Williams sued under Title II of the ADA, which applies to disability discrimination in the provision of government services. People with disabilities that are recognized by the ADA get the full protection of the law, which also covers employment and access to public facilities.
Williams also alleged violations of the Rehabilitation Act, which prohibits disability bias in the federal sector and uses the ADA’s definition of disability.
‘Heed This Trend’
The decision on gender dysphoria “will provide critical protections for trans and nonbinary people in the workplace and elsewhere,” Jocelyn Samuels, a Democratic member of the Equal Employment Opportunity Commission, said in a tweet.
The ruling is binding law within the Fourth Circuit, which covers North Carolina, Virginia, Maryland, South Carolina and West Virginia. It also follows a trend—the Fourth Circuit cited five district court rulings from other circuits that reached the same conclusion.
“Employers are wise to heed this trend, recognizing that the best practice is to engage in a robust interactive process with employees to determine whether reasonable accommodations are appropriate in these situations to help the employee perform their job,” said Jeff Nowak, a management-side attorney at Littler Mendelson PC.
The federal bench, however, hasn’t been unanimous on gender dysphoria and the ADA. The Fourth Circuit ruling was divided, with Trump-appointed Judge A. Marvin Quattlebaum Jr. dissenting.
There’s also disagreement at the trial court level. U.S. District Judge C. Lynwood Smith Jr., a Clinton appointee, ruled in 2019 that the ADA excludes gender dysphoria.
“Eventually, we might see a circuit split develop,” said Nicole Buonocore Porter, director of Chicago-Kent College of Law’s Institute for Law and the Workplace.
Evidence of Animus
The debate over whether gender dysphoria is covered under the ADA centers on the law’s section excluding gender identity disorder, along with “transvestism, transsexualism, pedophilia, exhibitionism, voyeurism” and “other sexual behavior disorders.”

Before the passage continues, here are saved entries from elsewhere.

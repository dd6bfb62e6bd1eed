use chrono::{DateTime, NaiveDate, Utc};
use sea_orm::entity::prelude::*;
use serde::{Deserialize, Serialize};

use crate::models::ReceiptKind;

#[derive(Clone, Debug, PartialEq, DeriveEntityModel, Serialize, Deserialize)]
#[sea_orm(table_name = "direct_receipt_headers")]
pub struct Model {
    #[sea_orm(primary_key, auto_increment = false)]
    pub doc_no: String,
    pub doc_date: NaiveDate,
    pub kind: ReceiptKind,
    pub warehouse: String,
    pub counterparty: Option<String>,
    pub remark: Option<String>,
    pub actor: String,
    pub created_at: DateTime<Utc>,
}

#[derive(Copy, Clone, Debug, EnumIter, DeriveRelation)]
pub enum Relation {
    #[sea_orm(has_many = "super::direct_receipt_lines::Entity")]
    Lines,
}

impl Related<super::direct_receipt_lines::Entity> for Entity {
    fn to() -> RelationDef {
        Relation::Lines.def()
    }
}

impl ActiveModelBehavior for ActiveModel {}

The Fourth Circuit distinguished between gender identity disorder, which the American Psychiatric Association removed from the Diagnostic and Statistical Manual of Mental Disorders, and gender dysphoria, which wasn’t acknowledged by the medical community when the ADA was passed and was added to the fifth edition of the DSM in place of gender identity disorder.

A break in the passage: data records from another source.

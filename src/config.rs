use config::{Config, ConfigError, Environment, File};
use serde::Deserialize;
use std::env;
use std::path::Path;
use thiserror::Error;
use tracing::{error, info};
use validator::{Validate, ValidationError, ValidationErrors};

use crate::models::LedgerPolicy;

/// Default values for configuration
const DEFAULT_LOG_LEVEL: &str = "info";
const DEFAULT_ENV: &str = "development";
const DEFAULT_ACTOR: &str = "system";
const CONFIG_DIR: &str = "config";

#[derive(Clone, Debug, Deserialize, Validate)]
pub struct AppConfig {
    /// Database connection URL
    #[validate(length(min = 1), custom = "validate_database_url")]
    pub database_url: String,

    /// Application environment
    #[validate(length(min = 1))]
    pub environment: String,

    /// Logging level
    #[serde(default = "default_log_level")]
    #[validate(custom = "validate_log_level")]
    pub log_level: String,

    /// Log in JSON format (structured logging)
    #[serde(default)]
    pub log_json: bool,

    /// Whether to run database migrations on startup
    #[serde(default)]
    pub auto_migrate: bool,

    #[serde(default = "default_db_max_connections")]
    #[validate(range(min = 1, max = 1000))]
    pub db_max_connections: u32,

    #[serde(default = "default_db_min_connections")]
    pub db_min_connections: u32,

    #[serde(default = "default_db_connect_timeout_secs")]
    pub db_connect_timeout_secs: u64,

    #[serde(default = "default_db_idle_timeout_secs")]
    pub db_idle_timeout_secs: u64,

    #[serde(default = "default_db_acquire_timeout_secs")]
    pub db_acquire_timeout_secs: u64,

    /// Actor recorded on ledger rows when the caller does not name one
    #[serde(default = "default_actor")]
    #[validate(length(min = 1, max = 64))]
    pub default_actor: String,

    /// Let postings drive available stock below zero
    #[serde(default)]
    pub allow_negative_stock: bool,

    /// Reject downstream lines that would exceed their upstream line quantity
    #[serde(default = "default_true_bool")]
    pub enforce_fulfillment_limit: bool,
}

impl AppConfig {
    /// Creates a configuration with defaults for everything but the connection target.
    pub fn new(database_url: String, environment: String) -> Self {
        Self {
            database_url,
            environment,
            log_level: default_log_level(),
            log_json: false,
            auto_migrate: false,
            db_max_connections: default_db_max_connections(),
            db_min_connections: default_db_min_connections(),
            db_connect_timeout_secs: default_db_connect_timeout_secs(),
            db_idle_timeout_secs: default_db_idle_timeout_secs(),
            db_acquire_timeout_secs: default_db_acquire_timeout_secs(),
            default_actor: default_actor(),
            allow_negative_stock: false,
            enforce_fulfillment_limit: true,
        }
    }

    /// Gets database URL reference
    pub fn database_url(&self) -> &str {
        &self.database_url
    }

    pub fn is_production(&self) -> bool {
        self.environment.eq_ignore_ascii_case("production")
    }

    /// Gets log level reference
    pub fn log_level(&self) -> &str {
        &self.log_level
    }

    /// Stock rules handed to the ledger engines.
    pub fn ledger_policy(&self) -> LedgerPolicy {
        LedgerPolicy {
            allow_negative_stock: self.allow_negative_stock,
            enforce_fulfillment_limit: self.enforce_fulfillment_limit,
        }
    }

    fn validate_additional_constraints(&self) -> Result<(), ValidationErrors> {
        let mut errors = ValidationErrors::new();

        if self.db_min_connections > self.db_max_connections {
            let mut err = ValidationError::new("db_min_connections_exceeds_max");
            err.message = Some("db_min_connections must not exceed db_max_connections".into());
            errors.add("db_min_connections", err);
        }

        if self.is_production() && self.allow_negative_stock {
            let mut err = ValidationError::new("negative_stock_in_production");
            err.message = Some(
                "allow_negative_stock must stay off in production. Unset APP__ALLOW_NEGATIVE_STOCK."
                    .into(),
            );
            errors.add("allow_negative_stock", err);
        }

        if errors.errors().is_empty() {
            Ok(())
        } else {
            Err(errors)
        }
    }
}

#[derive(Debug, Error)]
pub enum AppConfigError {
    #[error("Configuration loading failed: {0}")]
    Load(#[from] ConfigError),

    #[error("Configuration validation failed: {0}")]
    Validation(#[from] validator::ValidationErrors),
}

/// Default value functions
fn default_log_level() -> String {
    DEFAULT_LOG_LEVEL.to_string()
}

fn default_db_max_connections() -> u32 {
    10
}
fn default_db_min_connections() -> u32 {
    1
}
fn default_db_connect_timeout_secs() -> u64 {
    30
}
fn default_db_idle_timeout_secs() -> u64 {
    600
}
fn default_db_acquire_timeout_secs() -> u64 {
    8
}

fn default_actor() -> String {
    DEFAULT_ACTOR.to_string()
}

fn default_true_bool() -> bool {
    true
}

/// Validates log level values
fn validate_log_level(level: &str) -> Result<(), ValidationError> {
    let valid_levels = ["trace", "debug", "info", "warn", "error"];
    if valid_levels.contains(&level.to_lowercase().as_str()) {
        Ok(())
    } else {
        let mut err = ValidationError::new("log_level");
        err.message = Some("Must be one of: trace, debug, info, warn, error".into());
        Err(err)
    }
}

fn validate_database_url(url: &str) -> Result<(), ValidationError> {
    if url.starts_with("postgres://") || url.starts_with("postgresql://") || url.starts_with("sqlite:")
    {
        Ok(())
    } else {
        let mut err = ValidationError::new("database_url");
        err.message = Some("Must be a postgres:// or sqlite: connection URL".into());
        Err(err)
    }
}

/// Initializes tracing using the provided log level as the default filter
pub fn init_tracing(level: &str, json: bool) {
    use tracing_subscriber::{fmt, EnvFilter};

    let default_directive = format!("inventory_ledger={},sea_orm=warn", level);
    let filter_directive = env::var("RUST_LOG")
        .ok()
        .filter(|s| !s.trim().is_empty())
        .unwrap_or(default_directive);

    if json {
        let _ = fmt()
            .with_env_filter(EnvFilter::new(filter_directive))
            .json()
            .try_init();
    } else {
        let _ = fmt()
            .with_env_filter(EnvFilter::new(filter_directive))
            .try_init();
    }
}

/// Loads application configuration from `./config`.
///
/// Layers configuration sources in this order:
/// 1. Built-in defaults
/// 2. Default config (config/default.toml)
/// 3. Environment-specific config (config/{env}.toml)
/// 4. Environment variables (APP__*)
pub fn load_config() -> Result<AppConfig, AppConfigError> {
    load_config_from(Path::new(CONFIG_DIR))
}

/// Same as [`load_config`] with an explicit configuration directory.
pub fn load_config_from(config_dir: &Path) -> Result<AppConfig, AppConfigError> {
    // Support both RUN_ENV and APP_ENV for selecting config profile
    let run_env = env::var("RUN_ENV")
        .or_else(|_| env::var("APP_ENV"))
        .unwrap_or_else(|_| DEFAULT_ENV.to_string());
    info!("Loading configuration for environment: {}", run_env);

    if !config_dir.exists() {
        info!(
            "Config directory '{}' not found; relying on built-in defaults and environment variables",
            config_dir.display()
        );
    }

    let default_file = config_dir.join("default");
    let env_file = config_dir.join(&run_env);

    let config = Config::builder()
        .set_default("database_url", "sqlite://inventory_ledger.db?mode=rwc")?
        .set_default("environment", run_env.as_str())?
        .set_default("log_level", DEFAULT_LOG_LEVEL)?
        .set_default("log_json", false)?
        .set_default("default_actor", DEFAULT_ACTOR)?
        .add_source(File::with_name(&default_file.to_string_lossy()).required(false))
        .add_source(File::with_name(&env_file.to_string_lossy()).required(false))
        .add_source(Environment::with_prefix("APP").separator("__"))
        .build()?;

    let app_config: AppConfig = config.try_deserialize()?;

    app_config.validate().map_err(|e| {
        error!("Configuration validation failed: {:?}", e);
        AppConfigError::Validation(e)
    })?;

    app_config.validate_additional_constraints().map_err(|e| {
        error!("Configuration validation failed: {:?}", e);
        AppConfigError::Validation(e)
    })?;

    info!("Configuration loaded successfully");
    Ok(app_config)
}

#[cfg(test)]
mod tests {
    use super::*;
    use std::fs;
    use tempfile::TempDir;

    fn setup_test_config(content: &str, filename: &str) -> TempDir {
        let temp_dir = TempDir::new().unwrap();
        fs::write(temp_dir.path().join(filename), content).unwrap();
        temp_dir
    }

    #[test]
    fn loads_file_values_over_defaults() {
        let dir = setup_test_config(
            r#"
            database_url = "postgres://localhost/ledger"
            log_level = "debug"
            default_actor = "importer"
            enforce_fulfillment_limit = false
            "#,
            "default.toml",
        );

        let config = load_config_from(dir.path()).unwrap();

        assert_eq!(config.database_url(), "postgres://localhost/ledger");
        assert_eq!(config.log_level(), "debug");
        assert_eq!(config.default_actor, "importer");
        assert!(!config.ledger_policy().enforce_fulfillment_limit);
        assert!(!config.ledger_policy().allow_negative_stock);
    }

    #[test]
    fn rejects_unknown_log_level() {
        let dir = setup_test_config(
            r#"
            database_url = "sqlite::memory:"
            log_level = "loud"
            "#,
            "default.toml",
        );

        let result = load_config_from(dir.path());
        match result {
            Err(AppConfigError::Validation(errors)) => {
                assert!(errors.field_errors().contains_key("log_level"));
            }
            other => panic!("expected validation error, got {other:?}"),
        }
    }

    #[test]
    fn pool_bounds_are_checked() {
        let mut cfg = AppConfig::new("sqlite::memory:".into(), "test".into());
        cfg.db_min_connections = 5;
        cfg.db_max_connections = 2;
        assert!(cfg.validate_additional_constraints().is_err());
    }

    #[test]
    fn negative_stock_is_refused_in_production() {
        let mut cfg = AppConfig::new("postgres://db/ledger".into(), "production".into());
        assert!(cfg.validate_additional_constraints().is_ok());
        cfg.allow_negative_stock = true;
        assert!(cfg.validate_additional_constraints().is_err());
    }
}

“Put simply, while the older DSM pathologized the very existence of transgender people, the recent DSM-5’s diagnosis of gender dysphoria takes as a given that being transgender is not a disability and affirms that a transgender person’s medical needs are just as deserving of treatment and protection as anyone else’s,” Judge Diana Gribbon Motz, a Clinton appointee, wrote for the court.
The Fourth Circuit said if there was any doubt about whether the ADA excludes gender dysphoria, the court would rule that it doesn’t in order to avoid the “serious constitutional question” of whether the law’s exception violates the Equal Protection Clause of the 14th Amendment.
There’s clear evidence of anti-transgender animus in the exception itself, which likens being transgender to being a pedophile, and in the legislative history, which includes senators making harsh moral judgments against transgender people, the court said.
The open anti-transgender bigotry in the ADA exception’s legislative history is clearer than whether gender identity disorder encompasses gender dysphoria, said Ruth Colker, a professor of constitutional law and disability discrimination at Ohio State University.
The Fourth Circuit’s ruling invites plaintiffs to win on ADA coverage of gender dysphoria via the canon of constitutional avoidance, by raising the constitutional issue and highlighting the ambiguous language the DSM-5 uses for gender dysphoria, Colker said. The harsh transphobic comments in the legislative history make that strategy viable, she said.
“Usually, you don’t have a smoking gun for animus,” Colker said. “But here the legislative record is crystal clear.”